Police in France using “Drone 06” to enforce quarantine measures in Villefranche-sur-Mer, France, March 27, 2020 © 2020 Sipa via AP Images

(Washington, DC) – Governments’ use of digital surveillance technologies to fight the COVID-19 pandemic should respect human rights, Human Rights Watch, Amnesty International, Access Now, Privacy International, and 103 other organizations said in a joint statement today. The groups urged governments to show leadership in tackling the pandemic by respecting human rights when using digital technologies to track and monitor people.

“COVID-19 is an unprecedented health crisis, but governments must not use the virus as cover to introduce invasive or pervasive digital surveillance,” said Deborah Brown, senior digital rights researcher at Human Rights Watch. “Any surveillance measures must have a legal basis, be narrowly tailored to meet a legitimate public health goal, and contain safeguards against abuse.”

Governments are increasingly turning to digital surveillance to monitor and contain the pandemic. There are currently reports that 24 countries are undertaking telecommunications location tracking and 14 countries are using applications for contact tracing or quarantine enforcement.

Human Rights Watch has found that the governments in China and Russia are expanding their surveillance capabilities and restricting rights in ways that are not justified on public health grounds to counter the spread of COVID-19. Public health authorities in the United States are also working closely with the private sector to aggregate and analyze vast pools of data about people’s movements, in a bid to gain insights into how the virus is spreading and assess the effectiveness of public health interventions. However, those large datasets often do not fairly represent communities, especially people living in poverty and other minorities.

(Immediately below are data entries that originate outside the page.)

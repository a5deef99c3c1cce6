//! Hashtag usage in descriptions: 3-5 is discovery, 16+ is spam.

use super::{RuleOutcome, SeoRule};
use crate::suggestions::hashtag_suggestions;
use crate::{Action, ActionKind, VideoRecord};
use regex::Regex;

const MIN_COUNT: usize = 3;
const MAX_COUNT: usize = 15;
const PENALTY_TOO_FEW: u32 = 7;
const PENALTY_TOO_MANY: u32 = 5;

/// Rule for hashtag counts outside the 3-15 range
pub struct HashtagsRule {
    pattern: Regex,
}

impl HashtagsRule {
    pub fn new() -> Self {
        Self {
            pattern: Regex::new(r"#\w+").unwrap(),
        }
    }
}

impl Default for HashtagsRule {
    fn default() -> Self {
        Self::new()
    }
}

impl SeoRule for HashtagsRule {
    fn name(&self) -> &'static str {
        "hashtags"
    }

    fn evaluate(&self, video: &VideoRecord) -> RuleOutcome {
        let description = &video.snippet.description;
        let title = &video.snippet.title;
        let count = self.pattern.find_iter(description).count();

        if count < MIN_COUNT {
            RuleOutcome::issue(
                PENALTY_TOO_FEW,
                "Use 3-5 relevant hashtags in description for better discoverability.",
            )
            .with_action(
                Action::new(
                    ActionKind::Description,
                    format!("Only {} hashtag(s) in the description", count),
                    description.clone(),
                    "Add 3-5 hashtags from the suggestions below",
                    "The first three hashtags show above the title and feed the hashtag search pages.",
                )
                .with_suggestions(hashtag_suggestions(title)),
            )
        } else if count > MAX_COUNT {
            RuleOutcome::issue(
                PENALTY_TOO_MANY,
                "Too many hashtags can be seen as spam. Stick to 3-5 most relevant ones.",
            )
        } else {
            RuleOutcome::strength("Good hashtag usage for discoverability.")
        }
    }
}

#[cfg(test)]
mod tests {
    use super::super::testutil::good_video;
    use super::*;

    #[test]
    fn positive_too_few_gets_suggestions() {
        let mut video = good_video();
        video.snippet.description = "No tags here, just #one".to_string();
        let outcome = HashtagsRule::new().evaluate(&video);
        assert_eq!(outcome.penalty, 7);
        let suggestions = outcome.actions[0].suggestions.as_ref().unwrap();
        assert!(!suggestions.is_empty());
        assert!(suggestions.len() <= 5);
    }

    #[test]
    fn positive_too_many_is_a_bare_warning() {
        let mut video = good_video();
        video.snippet.description = (1..=16)
            .map(|i| format!("#tag{}", i))
            .collect::<Vec<_>>()
            .join(" ");
        let outcome = HashtagsRule::new().evaluate(&video);
        assert_eq!(outcome.penalty, 5);
        assert!(outcome.actions.is_empty());
    }

    #[test]
    fn negative_in_range_is_a_strength() {
        let outcome = HashtagsRule::new().evaluate(&good_video());
        assert_eq!(outcome.penalty, 0);
        assert_eq!(outcome.strengths.len(), 1);
    }

    #[test]
    fn bare_hash_without_word_does_not_count() {
        let mut video = good_video();
        video.snippet.description = "# # # nothing tagged".to_string();
        let outcome = HashtagsRule::new().evaluate(&video);
        assert_eq!(outcome.penalty, 7);
    }

    #[test]
    fn boundaries_are_inclusive() {
        let rule = HashtagsRule::new();
        let mut video = good_video();

        video.snippet.description = "#a #b #c".to_string();
        assert_eq!(rule.evaluate(&video).penalty, 0);

        video.snippet.description = (1..=15)
            .map(|i| format!("#t{}", i))
            .collect::<Vec<_>>()
            .join(" ");
        assert_eq!(rule.evaluate(&video).penalty, 0);
    }
}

 “Trying to figure out how COVID-19 spreads by using incomplete and discriminatory datasets threatens our human rights,” said Amos Toh, senior researcher on artificial intelligence at Human Rights Watch. “This could lead to more draconian enforcement of public health measures that unfairly penalize people living in poverty and other minority communities.” 

Some of the surveillance measures being proposed today could fundamentally reshape the relationship between governments and their people, eroding trust in public authorities. This could not only cause long-term damage to human rights, but even during the emergency could undermine efforts to respond to the public health crisis.  

The statement outlines eight conditions governments should meet to allow for increased digital surveillance, including that their measures:

  • Are lawful, necessary and proportionate, transparent, and justified by legitimate public health objectives;
  • Are time-bound and only continue for as long as necessary to address the pandemic;
  • Are limited in scope and purpose, used only for the purposes of responding to the pandemic;
  • Ensure sufficient security of any personal data that is collected;
  • Mitigate any risk of enabling discrimination or other rights abuses against marginalized populations;
  • Are transparent about any data-sharing agreements with other public or private sector entities;
  • Incorporate protections and safeguards against abusive surveillance, and give people access to effective remedies; and
  • Provide for free, active, and meaningful participation of relevant stakeholders in data collection efforts.

“Digital technology could help in combating this pandemic and keeping people safe, but only if governments follow human rights rules when using these tools,” Brown said.